Também falta peixe para Francisco Alves Nogueira, 58. Ele é dono de um restaurante na praia fluvial de Remanso, mas há mais de três anos a água do rio não passa nem perto de lá. Restou apenas uma imensidão de areia sob um sol forte do sertão.

Ele diz que a situação da barragem afastou não só os clientes, mas também peixes como o tradicional surubim para usado para servir a moqueca que é carro-chefe da casa.

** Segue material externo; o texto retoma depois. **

#[cfg(test)]
mod tests {
    use super::*;
    use crate::device::DeviceType;
    use crate::inventory::StaticInventory;
    use crate::config::Timeouts;
    use std::collections::VecDeque;
    use std::sync::Mutex as StdMutex;
    use std::sync::atomic::AtomicUsize;
    use async_trait::async_trait;

    /// Shared script and counters for every driver a [`StubFactory`] makes.
    #[derive(Default)]
    struct StubState {
        connects: AtomicUsize,
        disconnects: AtomicUsize,
        executes: AtomicUsize,
        in_use: AtomicUsize,
        max_in_use: AtomicUsize,
        connect_script: StdMutex<VecDeque<Result<(), AgentError>>>,
        execute_script: StdMutex<VecDeque<Result<Vec<u8>, AgentError>>>,
        dead: AtomicBool,
        passwords: StdMutex<Vec<Option<String>>>,
        addresses: StdMutex<Vec<String>>,
    }

    struct StubDriver {
        state: Arc<StubState>,
        connected: bool,
    }

    #[async_trait]
    impl DeviceDriver for StubDriver {
        fn name(&self) -> &str {
            "stub"
        }

        fn capabilities(&self) -> crate::driver::Capabilities {
            crate::driver::Capabilities::from([crate::driver::Capability::Execute])
        }

        async fn connect(&mut self, address: &str, credential: &Credential, _timeout: Duration) -> Result<(), AgentError> {
            self.state.connects.fetch_add(1, Ordering::SeqCst);
            self.state.addresses.lock().unwrap().push(address.to_string());
            self.state.passwords.lock().unwrap().push(credential.password.clone());
            let scripted = self.state.connect_script.lock().unwrap().pop_front();
            scripted.unwrap_or(Ok(()))?;
            self.connected = true;
            self.state.dead.store(false, Ordering::SeqCst);
            Ok(())
        }

        async fn execute(&mut self, command: &str, _mode: Option<&str>) -> Result<Vec<u8>, AgentError> {
            let now = self.state.in_use.fetch_add(1, Ordering::SeqCst) + 1;
            self.state.max_in_use.fetch_max(now, Ordering::SeqCst);
            self.state.executes.fetch_add(1, Ordering::SeqCst);
            tokio::time::sleep(Duration::from_millis(10)).await;
            self.state.in_use.fetch_sub(1, Ordering::SeqCst);
            let scripted = self.state.execute_script.lock().unwrap().pop_front();
            scripted.unwrap_or_else(|| Ok(command.as_bytes().to_vec()))
        }

        async fn disconnect(&mut self) {
            if self.connected {
                self.connected = false;
                self.state.disconnects.fetch_add(1, Ordering::SeqCst);
            }
        }

        fn is_alive(&self) -> bool {
            self.connected && !self.state.dead.load(Ordering::SeqCst)
        }
    }

    struct StubFactory(Arc<StubState>);

    impl DriverFactory for StubFactory {
        fn create(&self, _device: &DeviceDescriptor, _credential: &Credential) -> Result<Box<dyn DeviceDriver>, AgentError> {
            Ok(Box::new(StubDriver {
                state: self.0.clone(),
                connected: false,
            }))
        }

        fn timeouts(&self, _device_type: DeviceType) -> Timeouts {
            Timeouts::default()
        }
    }

    fn credentials(password: &str) -> CredentialStore {
        CredentialStore::new(vec![
            Credential::new(".*", "netops")
                .expect("valid")
                .with_password(password),
        ])
    }

    fn manager_with(devices: Vec<DeviceDescriptor>) -> (Arc<SessionManager>, Arc<StubState>) {
        manager_with_config(AgentConfig::default(), devices)
    }

    fn manager_with_config(
        config: AgentConfig,
        devices: Vec<DeviceDescriptor>,
    ) -> (Arc<SessionManager>, Arc<StubState>) {
        let state = Arc::new(StubState::default());
        let inventory = Inventory::new().with_provider(0, Arc::new(StaticInventory::new("test", devices)));
        let manager = SessionManager::new(
            Arc::new(config),
            Arc::new(inventory),
            credentials("secret"),
            Arc::new(StubFactory(state.clone())),
        );
        (Arc::new(manager), state)
    }

    fn manager() -> (Arc<SessionManager>, Arc<StubState>) {
        manager_with(vec![
            DeviceDescriptor::new("ar1", DeviceType::CiscoIos, vec!["10.0.0.1".into()]),
            DeviceDescriptor::new("cr1", DeviceType::Juniper, vec!["10.0.0.2".into(), "10.0.1.2".into()]),
        ])
    }

    fn command(text: &str) -> Operation {
        Operation::Command {
            command: text.to_string(),
            mode: None,
        }
    }

    #[tokio::test]
    async fn concurrent_requests_share_one_session() {
        let (manager, state) = manager();
        let mut tasks = Vec::new();
        for i in 0..8 {
            let manager = manager.clone();
            tasks.push(tokio::spawn(async move {
                manager.execute("ar1", &command(&format!("show {i}"))).await
            }));
        }
        for (i, task) in tasks.into_iter().enumerate() {
            let outcome = task.await.unwrap().unwrap();
            assert_eq!(outcome, Outcome::Bytes(format!("show {i}").into_bytes()));
        }
        assert_eq!(state.connects.load(Ordering::SeqCst), 1);
        assert_eq!(state.max_in_use.load(Ordering::SeqCst), 1);
        assert_eq!(
            manager.snapshot(),
            BTreeMap::from([("ar1".to_string(), SessionState::IdleReady)])
        );
    }

    #[tokio::test]
    async fn one_transient_failure_is_absorbed() {
        let (manager, state) = manager();
        state
            .execute_script
            .lock()
            .unwrap()
            .extend([Err(AgentError::TransientIo("eof".into())), Ok(b"ok".to_vec())]);
        let outcome = manager.execute("ar1", &command("show clock")).await.unwrap();
        assert_eq!(outcome, Outcome::Bytes(b"ok".to_vec()));
        assert_eq!(state.connects.load(Ordering::SeqCst), 2);
        assert_eq!(state.executes.load(Ordering::SeqCst), 2);
        assert_eq!(manager.snapshot().get("ar1"), Some(&SessionState::IdleReady));
    }

    #[tokio::test]
    async fn second_transient_failure_surfaces_after_one_retry() {
        let (manager, state) = manager();
        state.execute_script.lock().unwrap().extend([
            Err(AgentError::TransientIo("eof".into())),
            Err(AgentError::TransientIo("eof again".into())),
        ]);
        let err = manager.execute("ar1", &command("show clock")).await.unwrap_err();
        assert_eq!(err, AgentError::TransientIo("eof again".into()));
        assert_eq!(state.connects.load(Ordering::SeqCst), 2);
        assert_eq!(state.executes.load(Ordering::SeqCst), 2);
        assert_eq!(state.disconnects.load(Ordering::SeqCst), 2);
        assert!(manager.snapshot().is_empty());
    }

    #[tokio::test]
    async fn command_errors_keep_the_session() {
        let (manager, state) = manager();
        state
            .execute_script
            .lock()
            .unwrap()
            .push_back(Err(AgentError::Command("% Invalid input".into())));
        let err = manager.execute("ar1", &command("shwo")).await.unwrap_err();
        assert!(matches!(err, AgentError::Command(_)));
        assert_eq!(state.executes.load(Ordering::SeqCst), 1);
        assert_eq!(manager.snapshot().get("ar1"), Some(&SessionState::IdleReady));
    }

    #[tokio::test]
    async fn addresses_are_tried_in_order_until_auth_fails() {
        let (manager, state) = manager();
        state
            .connect_script
            .lock()
            .unwrap()
            .push_back(Err(AgentError::Connect("refused".into())));
        let guard = manager.acquire("cr1").await.unwrap();
        assert_eq!(guard.address(), Some("10.0.1.2"));
        assert_eq!(guard.state(), SessionState::Busy);
        manager.release(guard);
        manager.kill_all().await;

        state.connect_script.lock().unwrap().extend([
            Err(AgentError::Auth("bad password".into())),
            Ok(()),
        ]);
        let err = manager.acquire("cr1").await.unwrap_err();
        assert!(matches!(err, AgentError::Auth(_)));
        assert_eq!(state.connects.load(Ordering::SeqCst), 3);
        assert!(manager.snapshot().is_empty());
    }

    #[tokio::test]
    async fn lookup_failures_are_classified() {
        let (manager, _) = manager_with(vec![DeviceDescriptor::new("lonely", DeviceType::CiscoIos, vec![])]);
        assert!(matches!(manager.acquire("nope").await, Err(AgentError::NotFound(_))));
        assert!(matches!(manager.acquire("lonely").await, Err(AgentError::NoAddresses(_))));

        manager.reload_credentials(CredentialStore::default()).await;
        assert!(matches!(manager.acquire("lonely").await, Err(AgentError::NoCredential(_))));
    }

    #[tokio::test(start_paused = true)]
    async fn idle_sessions_are_evicted_but_busy_ones_are_not() {
        let (manager, state) = manager();
        manager.execute("ar1", &command("show version")).await.unwrap();
        let busy = manager.acquire("cr1").await.unwrap();

        tokio::time::advance(Duration::from_secs(1000)).await;
        assert_eq!(manager.evict_idle().await, 0);

        tokio::time::advance(Duration::from_secs(801)).await;
        assert_eq!(manager.evict_idle().await, 1);
        assert_eq!(state.disconnects.load(Ordering::SeqCst), 1);
        assert_eq!(
            manager.snapshot(),
            BTreeMap::from([("cr1".to_string(), SessionState::Busy)])
        );

        manager.release(busy);
        assert_eq!(manager.evict_idle().await, 0);
        assert_eq!(manager.snapshot().get("cr1"), Some(&SessionState::IdleReady));
    }

    #[tokio::test(start_paused = true)]
    async fn sweeper_uses_per_type_idle_timeout() {
        let state = Arc::new(StubState::default());
        let inventory = Inventory::new().with_provider(
            0,
            Arc::new(StaticInventory::new(
                "test",
                vec![DeviceDescriptor::new("ar1", DeviceType::CiscoIos, vec!["a".into()])],
            )),
        );
        let config = AgentConfig::default().with_idle_timeout(DeviceType::CiscoIos, Duration::from_secs(60));
        let manager = Arc::new(SessionManager::new(
            Arc::new(config),
            Arc::new(inventory),
            credentials("secret"),
            Arc::new(StubFactory(state.clone())),
        ));
        manager.execute("ar1", &command("show version")).await.unwrap();
        let sweeper = manager.spawn_idle_sweeper(Duration::from_secs(10));

        tokio::time::sleep(Duration::from_secs(75)).await;
        assert!(manager.snapshot().is_empty());
        assert_eq!(state.disconnects.load(Ordering::SeqCst), 1);
        sweeper.abort();
    }

    #[tokio::test]
    async fn kill_all_closes_idle_and_busy_sessions() {
        let (manager, state) = manager();
        manager.execute("ar1", &command("show version")).await.unwrap();
        let busy = manager.acquire("cr1").await.unwrap();

        assert_eq!(manager.kill_all().await, 2);
        assert_eq!(
            manager.snapshot(),
            BTreeMap::from([("cr1".to_string(), SessionState::Busy)])
        );
        assert_eq!(state.disconnects.load(Ordering::SeqCst), 1);

        drop(busy);
        tokio::time::sleep(Duration::from_millis(50)).await;
        assert_eq!(state.disconnects.load(Ordering::SeqCst), 2);
        assert!(manager.snapshot().is_empty());

        manager.execute("cr1", &command("show version")).await.unwrap();
        assert_eq!(state.connects.load(Ordering::SeqCst), 3);
    }

    #[tokio::test]
    async fn rotated_credentials_replace_the_session() {
        let (manager, state) = manager();
        manager.execute("ar1", &command("one")).await.unwrap();
        manager.reload_credentials(credentials("secret")).await;
        manager.execute("ar1", &command("two")).await.unwrap();
        assert_eq!(state.connects.load(Ordering::SeqCst), 1);

        manager.reload_credentials(credentials("rotated")).await;
        manager.execute("ar1", &command("three")).await.unwrap();
        assert_eq!(state.connects.load(Ordering::SeqCst), 2);
        assert_eq!(
            state.passwords.lock().unwrap().last().cloned().flatten(),
            Some("rotated".to_string())
        );
    }

    #[tokio::test]
    async fn dead_sessions_are_reconnected_before_reuse() {
        let (manager, state) = manager();
        manager.execute("ar1", &command("one")).await.unwrap();
        state.dead.store(true, Ordering::SeqCst);
        manager.execute("ar1", &command("two")).await.unwrap();
        assert_eq!(state.connects.load(Ordering::SeqCst), 2);
        assert_eq!(state.executes.load(Ordering::SeqCst), 2);
    }

    #[tokio::test]
    async fn callers_after_kill_all_wait_for_the_busy_session_to_close() {
        let (manager, state) = manager();
        let busy = manager.acquire("cr1").await.unwrap();
        assert_eq!(manager.kill_all().await, 1);

        let waiter = tokio::spawn({
            let manager = manager.clone();
            async move { manager.acquire("cr1").await }
        });
        tokio::time::sleep(Duration::from_millis(50)).await;
        assert!(!waiter.is_finished(), "second caller must queue behind the killed session");
        assert_eq!(state.connects.load(Ordering::SeqCst), 1);
        assert_eq!(state.disconnects.load(Ordering::SeqCst), 0);

        drop(busy);
        let second = waiter.await.unwrap().unwrap();
        assert_eq!(second.state(), SessionState::Busy);
        assert_eq!(state.disconnects.load(Ordering::SeqCst), 1);
        assert_eq!(state.connects.load(Ordering::SeqCst), 2);
        assert_eq!(manager.snapshot().len(), 1);
    }

    #[tokio::test(start_paused = true)]
    async fn least_recently_used_idle_session_makes_room() {
        let mut config = AgentConfig::default();
        config.options.max_sessions = 2;
        let devices = ["ar1", "ar2", "ar3"]
            .map(|name| DeviceDescriptor::new(name, DeviceType::CiscoIos, vec!["a".into()]))
            .to_vec();
        let (manager, state) = manager_with_config(config, devices);

        manager.execute("ar1", &command("one")).await.unwrap();
        tokio::time::advance(Duration::from_secs(1)).await;
        manager.execute("ar2", &command("two")).await.unwrap();
        tokio::time::advance(Duration::from_secs(1)).await;
        manager.execute("ar1", &command("three")).await.unwrap();
        tokio::time::advance(Duration::from_secs(1)).await;
        manager.execute("ar3", &command("four")).await.unwrap();

        assert_eq!(
            manager.snapshot().into_keys().collect::<Vec<_>>(),
            ["ar1", "ar3"]
        );
        assert_eq!(state.disconnects.load(Ordering::SeqCst), 1);
    }

    #[tokio::test]
    async fn sessions_in_use_are_never_closed_to_make_room() {
        let mut config = AgentConfig::default();
        config.options.max_sessions = 1;
        let devices = ["ar1", "ar2"]
            .map(|name| DeviceDescriptor::new(name, DeviceType::CiscoIos, vec!["a".into()]))
            .to_vec();
        let (manager, state) = manager_with_config(config, devices);

        let first = manager.acquire("ar1").await.unwrap();
        let second = manager.acquire("ar2").await.unwrap();
        assert_eq!(manager.snapshot().len(), 2);
        assert_eq!(state.disconnects.load(Ordering::SeqCst), 0);
        drop((first, second));
    }

    #[tokio::test]
    async fn session_guard_debug_names_the_device() {
        let (manager, _) = manager();
        let guard = manager.acquire("ar1").await.unwrap();
        let rendered = format!("{guard:?}");
        assert!(rendered.contains("SessionGuard"));
        assert!(rendered.contains("ar1"));
        assert!(!rendered.contains("secret"));
    }
}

Para um mergulho no rio, os moradores trocaram a prainha pelas margens das ruínas da cidade velha, que virou ponto turístico. Na segunda-feira (7), um ônibus escolar apinhado de crianças aportou por lá.

Pescador de ofício, Bonfim Francisco da Silva, 59, montou uma barraca para vender bebidas no local. O movimento, contudo, só acontece nos finais de semana.

"Mesmo assim, não é lá essas coisas. Não tem emprego, não tem colheita, está todo mundo sem dinheiro", afirma.

De segunda a sexta, com as cadeiras da barraca vazias, enfrenta o sol e o vento. E observa o vaivém dos caminhões-pipa que cruzam o deserto de areia retirando mais água de um rio que pouco tem.

OUTRO LADO

Em nota, o Ministério da Integração Nacional, responsável pela maior parte das obras, informou que "os investimentos previstos serão disponibilizados ao longo do tempo, por isso, é incorreto analisar o orçamento ano a ano".

Ainda sobre as obras de revitalização do São Francisco, o ministério do governo Michel Temer (PMDB) cita obras concluídas recentemente, como os sistemas de esgotamento de Cabrobó (PE) e Brasilândia de Minas (MG). E informa que há obras em andamento em cidades como Bocaiuva (MG) e Ilha das Flores (SE).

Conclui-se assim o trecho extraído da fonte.